INSTRUCTIONS FOR THE TASK: Copy the lines exactly. Begin at the first line of the data and stop after the line with "impl PageSink for".

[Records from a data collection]
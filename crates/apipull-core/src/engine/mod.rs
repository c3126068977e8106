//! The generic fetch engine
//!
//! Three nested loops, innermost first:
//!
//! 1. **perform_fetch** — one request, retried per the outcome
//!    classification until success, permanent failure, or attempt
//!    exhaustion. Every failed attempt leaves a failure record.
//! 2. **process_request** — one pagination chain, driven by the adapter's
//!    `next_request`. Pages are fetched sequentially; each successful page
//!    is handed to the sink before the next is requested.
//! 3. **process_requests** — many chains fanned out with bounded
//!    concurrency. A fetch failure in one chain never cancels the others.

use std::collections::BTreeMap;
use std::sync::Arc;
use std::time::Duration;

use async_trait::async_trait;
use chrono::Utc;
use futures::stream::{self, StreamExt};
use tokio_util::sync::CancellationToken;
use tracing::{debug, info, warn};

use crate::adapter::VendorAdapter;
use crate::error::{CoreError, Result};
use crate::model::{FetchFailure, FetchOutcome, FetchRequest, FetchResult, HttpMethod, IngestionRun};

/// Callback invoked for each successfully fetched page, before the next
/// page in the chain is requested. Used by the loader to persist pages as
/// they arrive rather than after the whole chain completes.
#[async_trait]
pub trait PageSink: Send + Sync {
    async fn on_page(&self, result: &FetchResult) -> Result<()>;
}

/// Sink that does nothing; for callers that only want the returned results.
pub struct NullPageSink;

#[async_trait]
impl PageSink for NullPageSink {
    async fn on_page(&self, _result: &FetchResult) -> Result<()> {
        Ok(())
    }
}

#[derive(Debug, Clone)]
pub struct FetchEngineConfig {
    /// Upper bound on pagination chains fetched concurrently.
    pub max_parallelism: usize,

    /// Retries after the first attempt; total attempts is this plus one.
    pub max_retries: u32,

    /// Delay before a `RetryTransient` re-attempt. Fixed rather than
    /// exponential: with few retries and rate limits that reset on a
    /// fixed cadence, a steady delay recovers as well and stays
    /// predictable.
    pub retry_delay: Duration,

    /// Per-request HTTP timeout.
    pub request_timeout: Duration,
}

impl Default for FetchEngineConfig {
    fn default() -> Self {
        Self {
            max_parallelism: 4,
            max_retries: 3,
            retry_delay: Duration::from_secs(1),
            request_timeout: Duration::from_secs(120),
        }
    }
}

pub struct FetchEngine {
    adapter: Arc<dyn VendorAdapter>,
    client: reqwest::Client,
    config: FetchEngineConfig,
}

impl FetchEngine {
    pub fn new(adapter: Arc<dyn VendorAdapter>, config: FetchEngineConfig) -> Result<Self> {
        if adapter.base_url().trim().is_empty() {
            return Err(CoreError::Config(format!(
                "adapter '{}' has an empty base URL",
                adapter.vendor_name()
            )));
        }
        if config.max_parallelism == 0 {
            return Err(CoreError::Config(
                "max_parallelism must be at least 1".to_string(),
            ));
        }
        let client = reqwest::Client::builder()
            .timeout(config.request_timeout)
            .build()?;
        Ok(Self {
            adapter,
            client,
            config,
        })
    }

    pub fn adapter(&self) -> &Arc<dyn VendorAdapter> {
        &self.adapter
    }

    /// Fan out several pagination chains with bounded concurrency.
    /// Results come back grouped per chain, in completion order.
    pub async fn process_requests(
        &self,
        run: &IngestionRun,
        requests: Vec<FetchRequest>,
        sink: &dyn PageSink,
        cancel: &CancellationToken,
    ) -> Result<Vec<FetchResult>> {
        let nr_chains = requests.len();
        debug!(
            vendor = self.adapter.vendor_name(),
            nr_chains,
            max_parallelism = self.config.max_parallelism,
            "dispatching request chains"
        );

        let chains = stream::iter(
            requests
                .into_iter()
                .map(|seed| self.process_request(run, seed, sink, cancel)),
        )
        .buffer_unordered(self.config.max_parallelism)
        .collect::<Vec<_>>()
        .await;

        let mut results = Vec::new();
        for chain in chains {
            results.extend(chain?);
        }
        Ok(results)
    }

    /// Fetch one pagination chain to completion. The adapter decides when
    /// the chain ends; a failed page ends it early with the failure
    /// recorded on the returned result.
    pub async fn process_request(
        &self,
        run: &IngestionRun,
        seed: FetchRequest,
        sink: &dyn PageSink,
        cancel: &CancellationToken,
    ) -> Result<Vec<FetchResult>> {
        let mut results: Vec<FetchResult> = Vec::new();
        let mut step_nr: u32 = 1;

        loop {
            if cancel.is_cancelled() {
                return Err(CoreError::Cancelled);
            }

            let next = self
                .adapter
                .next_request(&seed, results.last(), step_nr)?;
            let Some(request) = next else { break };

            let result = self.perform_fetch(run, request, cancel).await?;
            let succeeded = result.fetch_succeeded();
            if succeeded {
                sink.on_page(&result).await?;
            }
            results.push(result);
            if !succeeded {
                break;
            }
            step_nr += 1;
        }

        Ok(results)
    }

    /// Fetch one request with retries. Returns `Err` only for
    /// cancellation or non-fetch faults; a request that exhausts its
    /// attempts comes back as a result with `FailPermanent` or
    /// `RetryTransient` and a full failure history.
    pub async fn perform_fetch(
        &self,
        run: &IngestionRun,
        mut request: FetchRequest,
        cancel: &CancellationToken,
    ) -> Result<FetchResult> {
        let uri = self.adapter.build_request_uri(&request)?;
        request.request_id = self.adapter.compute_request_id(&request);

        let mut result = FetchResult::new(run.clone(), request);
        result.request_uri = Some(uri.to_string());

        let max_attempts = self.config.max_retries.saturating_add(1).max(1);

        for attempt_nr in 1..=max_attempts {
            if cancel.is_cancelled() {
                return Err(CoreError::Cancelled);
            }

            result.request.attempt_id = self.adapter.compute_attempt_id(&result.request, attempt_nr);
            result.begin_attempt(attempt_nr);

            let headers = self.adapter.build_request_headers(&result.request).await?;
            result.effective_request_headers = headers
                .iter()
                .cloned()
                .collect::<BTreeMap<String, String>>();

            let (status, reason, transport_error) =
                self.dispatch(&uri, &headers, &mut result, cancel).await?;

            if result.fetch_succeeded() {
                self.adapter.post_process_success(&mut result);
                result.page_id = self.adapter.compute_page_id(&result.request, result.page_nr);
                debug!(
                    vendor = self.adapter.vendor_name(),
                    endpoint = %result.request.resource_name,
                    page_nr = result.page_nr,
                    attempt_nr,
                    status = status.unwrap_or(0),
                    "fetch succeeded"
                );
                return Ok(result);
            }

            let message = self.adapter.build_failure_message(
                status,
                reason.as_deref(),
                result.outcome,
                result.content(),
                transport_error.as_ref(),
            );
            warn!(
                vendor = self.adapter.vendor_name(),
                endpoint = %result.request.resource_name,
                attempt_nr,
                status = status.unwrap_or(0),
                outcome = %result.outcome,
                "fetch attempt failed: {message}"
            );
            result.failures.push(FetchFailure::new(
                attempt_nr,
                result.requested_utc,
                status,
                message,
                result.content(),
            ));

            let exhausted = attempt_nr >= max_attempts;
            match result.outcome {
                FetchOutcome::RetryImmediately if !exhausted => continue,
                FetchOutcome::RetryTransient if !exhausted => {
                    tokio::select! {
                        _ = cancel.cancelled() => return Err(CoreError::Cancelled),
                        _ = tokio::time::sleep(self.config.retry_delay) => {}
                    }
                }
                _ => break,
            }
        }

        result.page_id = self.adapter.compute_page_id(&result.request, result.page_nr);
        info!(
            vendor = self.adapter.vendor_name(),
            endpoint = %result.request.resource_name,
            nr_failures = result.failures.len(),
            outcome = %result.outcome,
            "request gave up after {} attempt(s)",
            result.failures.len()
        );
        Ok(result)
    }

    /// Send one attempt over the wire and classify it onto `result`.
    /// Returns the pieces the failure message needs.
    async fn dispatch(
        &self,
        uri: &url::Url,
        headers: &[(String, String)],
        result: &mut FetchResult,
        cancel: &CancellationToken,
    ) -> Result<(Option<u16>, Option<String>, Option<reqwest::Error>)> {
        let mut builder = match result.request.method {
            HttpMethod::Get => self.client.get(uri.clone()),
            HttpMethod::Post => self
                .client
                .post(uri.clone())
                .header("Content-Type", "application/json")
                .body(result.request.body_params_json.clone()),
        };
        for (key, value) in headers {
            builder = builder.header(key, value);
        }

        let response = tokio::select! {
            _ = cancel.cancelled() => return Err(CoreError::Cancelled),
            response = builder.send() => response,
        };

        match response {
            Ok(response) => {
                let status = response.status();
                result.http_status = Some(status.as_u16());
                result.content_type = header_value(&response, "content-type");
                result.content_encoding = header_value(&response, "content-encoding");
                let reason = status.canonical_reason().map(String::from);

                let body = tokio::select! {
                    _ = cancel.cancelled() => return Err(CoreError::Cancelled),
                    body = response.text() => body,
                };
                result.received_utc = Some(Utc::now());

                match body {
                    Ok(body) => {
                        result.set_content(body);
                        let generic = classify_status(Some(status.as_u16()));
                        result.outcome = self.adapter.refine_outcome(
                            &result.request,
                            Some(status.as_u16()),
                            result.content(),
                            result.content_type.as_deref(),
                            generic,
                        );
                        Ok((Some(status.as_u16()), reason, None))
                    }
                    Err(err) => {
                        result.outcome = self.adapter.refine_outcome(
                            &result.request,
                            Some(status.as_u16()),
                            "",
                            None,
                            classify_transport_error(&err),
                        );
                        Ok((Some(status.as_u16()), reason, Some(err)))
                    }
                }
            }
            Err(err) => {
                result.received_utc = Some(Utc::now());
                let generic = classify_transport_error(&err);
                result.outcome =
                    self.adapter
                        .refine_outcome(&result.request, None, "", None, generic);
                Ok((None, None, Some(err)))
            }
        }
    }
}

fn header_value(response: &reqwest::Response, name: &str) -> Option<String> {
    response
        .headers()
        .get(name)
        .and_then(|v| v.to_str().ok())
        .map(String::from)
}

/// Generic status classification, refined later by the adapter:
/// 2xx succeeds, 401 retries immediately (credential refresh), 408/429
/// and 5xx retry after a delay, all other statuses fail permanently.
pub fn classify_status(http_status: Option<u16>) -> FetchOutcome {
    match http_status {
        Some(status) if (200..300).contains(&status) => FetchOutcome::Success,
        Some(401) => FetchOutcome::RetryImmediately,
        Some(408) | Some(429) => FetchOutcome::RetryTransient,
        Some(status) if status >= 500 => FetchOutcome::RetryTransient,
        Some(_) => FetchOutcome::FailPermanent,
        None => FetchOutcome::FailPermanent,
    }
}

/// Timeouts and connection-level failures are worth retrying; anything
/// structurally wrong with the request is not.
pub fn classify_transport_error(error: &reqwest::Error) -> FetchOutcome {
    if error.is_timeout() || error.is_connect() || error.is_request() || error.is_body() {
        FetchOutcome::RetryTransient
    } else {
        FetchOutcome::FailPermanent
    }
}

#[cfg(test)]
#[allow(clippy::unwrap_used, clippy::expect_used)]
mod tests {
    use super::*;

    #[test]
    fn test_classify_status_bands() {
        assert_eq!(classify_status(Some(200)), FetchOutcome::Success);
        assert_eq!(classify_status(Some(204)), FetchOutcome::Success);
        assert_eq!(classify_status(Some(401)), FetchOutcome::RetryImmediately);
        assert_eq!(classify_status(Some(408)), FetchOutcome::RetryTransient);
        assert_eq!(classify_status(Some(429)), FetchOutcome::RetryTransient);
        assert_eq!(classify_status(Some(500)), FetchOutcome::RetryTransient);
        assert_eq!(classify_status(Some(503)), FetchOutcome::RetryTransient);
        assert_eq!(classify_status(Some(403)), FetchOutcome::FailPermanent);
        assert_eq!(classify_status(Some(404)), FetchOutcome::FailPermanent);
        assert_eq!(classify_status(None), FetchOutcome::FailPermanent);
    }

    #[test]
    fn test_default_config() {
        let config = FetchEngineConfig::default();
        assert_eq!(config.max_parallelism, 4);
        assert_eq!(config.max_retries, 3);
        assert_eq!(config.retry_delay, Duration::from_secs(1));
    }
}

OUTPUT OF THE EXERCISE:
filename crates/apipull-core/src/engine/mod.rs
repository c3126068977e8106
//! The generic fetch engine
//!
//! Three nested loops, innermost first:
//!
//! 1. **perform_fetch** — one request, retried per the outcome
//!    classification until success, permanent failure, or attempt
//!    exhaustion. Every failed attempt leaves a failure record.
//! 2. **process_request** — one pagination chain, driven by the adapter's
//!    `next_request`. Pages are fetched sequentially; each successful page
//!    is handed to the sink before the next is requested.
//! 3. **process_requests** — many chains fanned out with bounded
//!    concurrency. A fetch failure in one chain never cancels the others.

use std::collections::BTreeMap;
use std::sync::Arc;
use std::time::Duration;

use async_trait::async_trait;
use chrono::Utc;
use futures::stream::{self, StreamExt};
use tokio_util::sync::CancellationToken;
use tracing::{debug, info, warn};

use crate::adapter::VendorAdapter;
use crate::error::{CoreError, Result};
use crate::model::{FetchFailure, FetchOutcome, FetchRequest, FetchResult, HttpMethod, IngestionRun};

/// Callback invoked for each successfully fetched page, before the next
/// page in the chain is requested. Used by the loader to persist pages as
/// they arrive rather than after the whole chain completes.
#[async_trait]
pub trait PageSink: Send + Sync {
    async fn on_page(&self, result: &FetchResult) -> Result<()>;
}

/// Sink that does nothing; for callers that only want the returned results.
pub struct NullPageSink;

#[async_trait]
impl PageSink for NullPageSink {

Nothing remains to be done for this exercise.